#### EXTRACTED MATERIAL ####

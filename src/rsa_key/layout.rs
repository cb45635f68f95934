use crate::error::{LtpaError, Result};
use num_bigint::BigUint;
use utils::BigUintExt;

/// Fixed field widths of the exported private key, values are big-endian and left padded with zeros.
pub const PUBLIC_EXPONENT_LEN: usize = 3;
pub const PRIME_LEN: usize = 65;
/// `e || p || q`, the whole short form and the tail of the long form.
pub const SHORT_FORM_LEN: usize = PUBLIC_EXPONENT_LEN + 2 * PRIME_LEN;
const LENGTH_PREFIX_LEN: usize = 4;

#[derive(Debug, Clone, Copy, PartialEq, Eq)]
pub enum KeyLayout {
    /// `len(d) as u32 be || d || e || p || q`
    Long,
    /// `e || p || q`
    Short,
}

/// Raw components as decoded from the key blob, the optional ones are still to be computed.
#[derive(Clone, PartialEq, Eq)]
pub struct PartialComponents {
    pub layout: KeyLayout,
    pub modulus: Option<BigUint>,
    pub private_exponent: Option<BigUint>,
    pub public_exponent: BigUint,
    pub prime1: BigUint,
    pub prime2: BigUint,
    pub exponent1: Option<BigUint>,
    pub exponent2: Option<BigUint>,
    pub coefficient: Option<BigUint>,
}

impl std::fmt::Debug for PartialComponents {
    fn fmt(&self, f: &mut std::fmt::Formatter<'_>) -> std::fmt::Result {
        f.debug_struct("PartialComponents")
            .field("layout", &self.layout)
            .field("public_exponent", &self.public_exponent)
            .field("has_private_exponent", &self.private_exponent.is_some())
            .finish_non_exhaustive()
    }
}

/// Splits a decrypted `com.ibm.websphere.ltpa.PrivateKey` blob into its fields.
///
/// Anything longer than the short form is read as the long form. Bytes after the last prime are ignored.
pub fn parse_layout(buf: &[u8]) -> Result<PartialComponents> {
    if buf.len() < SHORT_FORM_LEN {
        return Err(LtpaError::MalformedKeyBuffer {
            need: SHORT_FORM_LEN,
            real: buf.len(),
        });
    }

    let (layout, private_exponent, tail) = if buf.len() > SHORT_FORM_LEN {
        let mut len = [0u8; LENGTH_PREFIX_LEN];
        len.copy_from_slice(&buf[..LENGTH_PREFIX_LEN]);
        let d_len = u32::from_be_bytes(len) as usize;

        let need = d_len
            .checked_add(LENGTH_PREFIX_LEN + SHORT_FORM_LEN)
            .unwrap_or(usize::MAX);
        if buf.len() < need {
            return Err(LtpaError::MalformedKeyBuffer {
                need,
                real: buf.len(),
            });
        }

        let (d, tail) = buf[LENGTH_PREFIX_LEN..].split_at(d_len);
        (KeyLayout::Long, Some(BigUint::from_bytes_be(d)), tail)
    } else {
        (KeyLayout::Short, None, buf)
    };

    let (e, tail) = tail.split_at(PUBLIC_EXPONENT_LEN);
    let (p, tail) = tail.split_at(PRIME_LEN);
    let q = &tail[..PRIME_LEN];

    log::trace!("private key blob: {layout:?} form, {} bytes", buf.len());

    Ok(PartialComponents {
        layout,
        modulus: None,
        private_exponent,
        public_exponent: BigUint::from_bytes_be(e),
        prime1: BigUint::from_bytes_be(p),
        prime2: BigUint::from_bytes_be(q),
        exponent1: None,
        exponent2: None,
        coefficient: None,
    })
}

/// The inverse of [`parse_layout`], long form when the private exponent is given.
pub fn encode_layout(
    private_exponent: Option<&BigUint>,
    public_exponent: &BigUint,
    prime1: &BigUint,
    prime2: &BigUint,
) -> Result<Vec<u8>> {
    let field = |x: &BigUint, width: usize, name: &str| {
        BigUintExt(x).to_be_bytes_padded(width).ok_or_else(|| {
            LtpaError::InvalidArgument(format!("{name} does not fit in {width} bytes"))
        })
    };

    let mut buf = Vec::with_capacity(LENGTH_PREFIX_LEN + 2 * SHORT_FORM_LEN);
    if let Some(d) = private_exponent {
        let d = d.to_bytes_be();
        let len = u32::try_from(d.len())
            .map_err(|_| LtpaError::InvalidArgument("private exponent too long".to_string()))?;
        buf.extend_from_slice(&len.to_be_bytes());
        buf.extend(d);
    }

    buf.extend(field(public_exponent, PUBLIC_EXPONENT_LEN, "public exponent")?);
    buf.extend(field(prime1, PRIME_LEN, "prime1")?);
    buf.extend(field(prime2, PRIME_LEN, "prime2")?);
    Ok(buf)
}

#[cfg(test)]
mod tests {
    use super::{encode_layout, parse_layout, KeyLayout, PRIME_LEN, SHORT_FORM_LEN};
    use crate::error::LtpaError;
    use num_bigint::BigUint;

    fn short_form(e: u32, p: u32, q: u32) -> Vec<u8> {
        let mut buf = vec![0u8; SHORT_FORM_LEN];
        buf[..3].copy_from_slice(&e.to_be_bytes()[1..]);
        buf[3 + PRIME_LEN - 4..3 + PRIME_LEN].copy_from_slice(&p.to_be_bytes());
        buf[SHORT_FORM_LEN - 4..].copy_from_slice(&q.to_be_bytes());
        buf
    }

    #[test]
    fn short_form_fields() {
        let c = parse_layout(short_form(0x010001, 61, 53).as_slice()).unwrap();
        assert_eq!(c.layout, KeyLayout::Short);
        assert_eq!(c.public_exponent, BigUint::from(65537u32));
        assert_eq!(c.prime1, BigUint::from(61u32));
        assert_eq!(c.prime2, BigUint::from(53u32));
        assert_eq!(c.private_exponent, None);
        assert_eq!(c.modulus, None);
        assert_eq!(c.exponent1, None);
        assert_eq!(c.exponent2, None);
        assert_eq!(c.coefficient, None);
    }

    #[test]
    fn long_form_fields() {
        let mut buf = vec![0, 0, 0, 2, 0x0a, 0xc1];
        buf.extend(short_form(17, 61, 53));

        let c = parse_layout(buf.as_slice()).unwrap();
        assert_eq!(c.layout, KeyLayout::Long);
        assert_eq!(c.private_exponent, Some(BigUint::from(2753u32)));
        assert_eq!(c.public_exponent, BigUint::from(17u32));
        assert_eq!(c.prime1, BigUint::from(61u32));
        assert_eq!(c.prime2, BigUint::from(53u32));
    }

    #[test]
    fn long_form_ignores_trailing_bytes() {
        let mut buf = vec![0, 0, 0, 1, 7];
        buf.extend(short_form(17, 61, 53));
        buf.extend([0xff; 5]);

        let c = parse_layout(buf.as_slice()).unwrap();
        assert_eq!(c.private_exponent, Some(BigUint::from(7u32)));
        assert_eq!(c.prime2, BigUint::from(53u32));
    }

    #[test]
    fn too_short() {
        assert_eq!(
            parse_layout(&[0u8; 132]).unwrap_err(),
            LtpaError::MalformedKeyBuffer {
                need: 133,
                real: 132
            }
        );
        assert!(parse_layout(&[]).is_err());
    }

    #[test]
    fn long_form_truncated() {
        // announces a 128 bytes exponent but carries only the short form tail after it
        let mut buf = vec![0, 0, 0, 128];
        buf.extend(short_form(17, 61, 53));
        assert_eq!(
            parse_layout(buf.as_slice()).unwrap_err(),
            LtpaError::MalformedKeyBuffer {
                need: 265,
                real: 137
            }
        );

        let mut buf = vec![0xff, 0xff, 0xff, 0xff];
        buf.extend(short_form(17, 61, 53));
        assert!(matches!(
            parse_layout(buf.as_slice()),
            Err(LtpaError::MalformedKeyBuffer { .. })
        ));
    }

    #[test]
    fn encode_then_parse() {
        let (d, e, p, q) = (
            BigUint::from(2753u32),
            BigUint::from(17u32),
            BigUint::from(61u32),
            BigUint::from(53u32),
        );

        let short = encode_layout(None, &e, &p, &q).unwrap();
        assert_eq!(short, short_form(17, 61, 53));

        let long = encode_layout(Some(&d), &e, &p, &q).unwrap();
        assert_eq!(&long[..6], &[0, 0, 0, 2, 0x0a, 0xc1]);
        assert_eq!(parse_layout(long.as_slice()).unwrap().private_exponent, Some(d));

        let wide = BigUint::from(1u32) << (8 * 3);
        assert!(matches!(
            encode_layout(None, &wide, &p, &q),
            Err(LtpaError::InvalidArgument(_))
        ));
    }
}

####

Begin at the first line of the records above and quote every line verbatim through the one that contains "#[derive(Clone, PartialEq, Eq)]".

filename src/rsa_key/layout.rs
repository cb45635f68f95934
use crate::error::{LtpaError, Result};
use num_bigint::BigUint;
use utils::BigUintExt;

/// Fixed field widths of the exported private key, values are big-endian and left padded with zeros.
pub const PUBLIC_EXPONENT_LEN: usize = 3;
pub const PRIME_LEN: usize = 65;
/// `e || p || q`, the whole short form and the tail of the long form.
pub const SHORT_FORM_LEN: usize = PUBLIC_EXPONENT_LEN + 2 * PRIME_LEN;
const LENGTH_PREFIX_LEN: usize = 4;

#[derive(Debug, Clone, Copy, PartialEq, Eq)]
pub enum KeyLayout {
    /// `len(d) as u32 be || d || e || p || q`
    Long,
    /// `e || p || q`
    Short,
}

/// Raw components as decoded from the key blob, the optional ones are still to be computed.
#[derive(Clone, PartialEq, Eq)]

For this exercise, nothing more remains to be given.